Todo eso se sintetiza en una sensualidad, un swing natural, que forma parte de una manera de comportarnos (no sólo las mujeres), absolutamente seductora, sin que necesariamente implique objetivos eróticos, sino simplemente se es así.


Parte de ese panorama es el que uno observa en los pasillos de los centros comerciales, en las compañeras de trabajo, en las vecinas, las amigas o familiares: la pasión por el bisturí estético y cualquier otro tipo de intervención que pueda contribuir a verse mejor físicamente, ser más atractiva y con ello la fantasía de ser aceptada y querida por los demás. Esto pudiera ser conveniente para aspectos como la autoestima, la imagen corporal e inclusive para la salud física y mental, pero se problematiza cuando se convierte en la razón fundamental de la vida, se realiza compulsivamente y más que amor hacia sí misma puede expresar dificultades hacia su propio cuerpo e inclusive ser una forma de autoagresión por no aceptarse como es.


Nuestra sociedad tiene una alta responsabilidad en esto y particularmente los medios de comunicación, que lo hacen saber cotidianamente: las únicas que tienen opción de ser admiradas son las jóvenes de bello rostro y  90-60-90. Las otras son desechables. El himno de los medios hacia las mujeres se titula "la eliminación de las feas".


Todo esto ha llevado a creer que vivimos en un país de mujeres anoréxicas, que dejan de comer para mantenerse delgadas; bulímicas, que vomitan para expulsar lo que puede engordarlas y compulsivas con las dietas, ejercicios y cirugías etéticas. Esto, junto a unas familias afanadas para que sus hijas alcancen fama y dinero a través de la belleza y una sociedad que presiona para que esto sea así, sancionando a todas aquellas que no lo logran y convirtiéndolas en grandes fracasadas sociales. 


Un periodista británico con quien hablaba sobre el tema quería convencerme de que en Venezuela esto era así, que este es un país de bellas obsesivas, especie de Frankenstein femenino y tropical,  que las familias, la sociedad venezolana las inducía a eso.  Existen algunas, no hay duda, quizás muchas, que son de esa manera y que pagan muy alto el costo de lograr el estándar de belleza -le dije- pero también puedo decir que muchísimas de esas familias que invierten y sueñan en tener una hija bella, hacen lo mismo para que estudie, sea trabajadora, responsable y exitosa en otros planos de la vida. Por supuesto, tenía hechos para demostrárselo.

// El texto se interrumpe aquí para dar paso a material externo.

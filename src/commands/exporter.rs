// Copyright (c) AlphaVelocity.
// All rights reserved.
//
// This source code is licensed under the license found in the
// LICENSE file in the root directory of this source tree.

use crate::config::Settings;
use crate::table::{DateRow, DateTable};
use crate::utils::open_session;
use anyhow::{Context, Result, bail};
use std::path::Path;

pub fn handle(m: &clap::ArgMatches, settings: &Settings) -> Result<()> {
    let fmt = m
        .get_one::<String>("format")
        .map(|s| s.to_lowercase())
        .unwrap_or_else(|| "csv".to_string());
    let out = m.get_one::<String>("out").context("--out is required")?;
    if fmt != "csv" && fmt != "json" {
        bail!("Unknown format: {} (use csv|json)", fmt);
    }

    let dash = open_session(m, settings)?;
    export_table(dash.table(), &fmt, Path::new(out))?;
    println!("Exported {} date rows to {}", dash.table().len(), out);
    Ok(())
}

/// Writes every date-table row in display order.
pub fn export_table(table: &DateTable, fmt: &str, out: &Path) -> Result<()> {
    let rows = table.rows();
    match fmt {
        "csv" => {
            let mut wtr = csv::Writer::from_path(out)
                .with_context(|| format!("Create {}", out.display()))?;
            wtr.write_record(DateRow::HEADERS)?;
            for r in &rows {
                wtr.write_record([
                    r.date.clone(),
                    r.hoc_credit_count.to_string(),
                    format!("{:.2}", r.hoc_credit_amount),
                    r.hoc_debit_count.to_string(),
                    format!("{:.2}", r.hoc_debit_amount),
                    r.ibd_credit_count.to_string(),
                    format!("{:.2}", r.ibd_credit_amount),
                    r.ibd_debit_count.to_string(),
                    format!("{:.2}", r.ibd_debit_amount),
                ])?;
            }
            wtr.flush()?;
        }
        "json" => {
            std::fs::write(out, serde_json::to_string_pretty(&rows)?)
                .with_context(|| format!("Write {}", out.display()))?;
        }
        other => bail!("Unknown format: {} (use csv|json)", other),
    }
    Ok(())
}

Aquella fue una oportunidad para combatir otras creencias que terminan de formar el estereotipo de la mujer venezolana y es que como bellas, deberían ser brutas, vacías, superficiales y, para colmo, desgraciadas (por aquello de que la suerte de las feas las bonitas la desean…) y si bien hay muchas así, no todas lo son.


En las aulas universitarias de Venezuela, en las salas de reuniones de importantes empresas, en las calles de las zonas industriales y en los actos políticos, tanto del Gobierno como de la oposición, se pueden encontrar rostros y cuerpos de bellas mujeres que participan, piensan y deciden sobre importantes asuntos y nos ayudan, en la práctica, a romper con parte del estereotipo.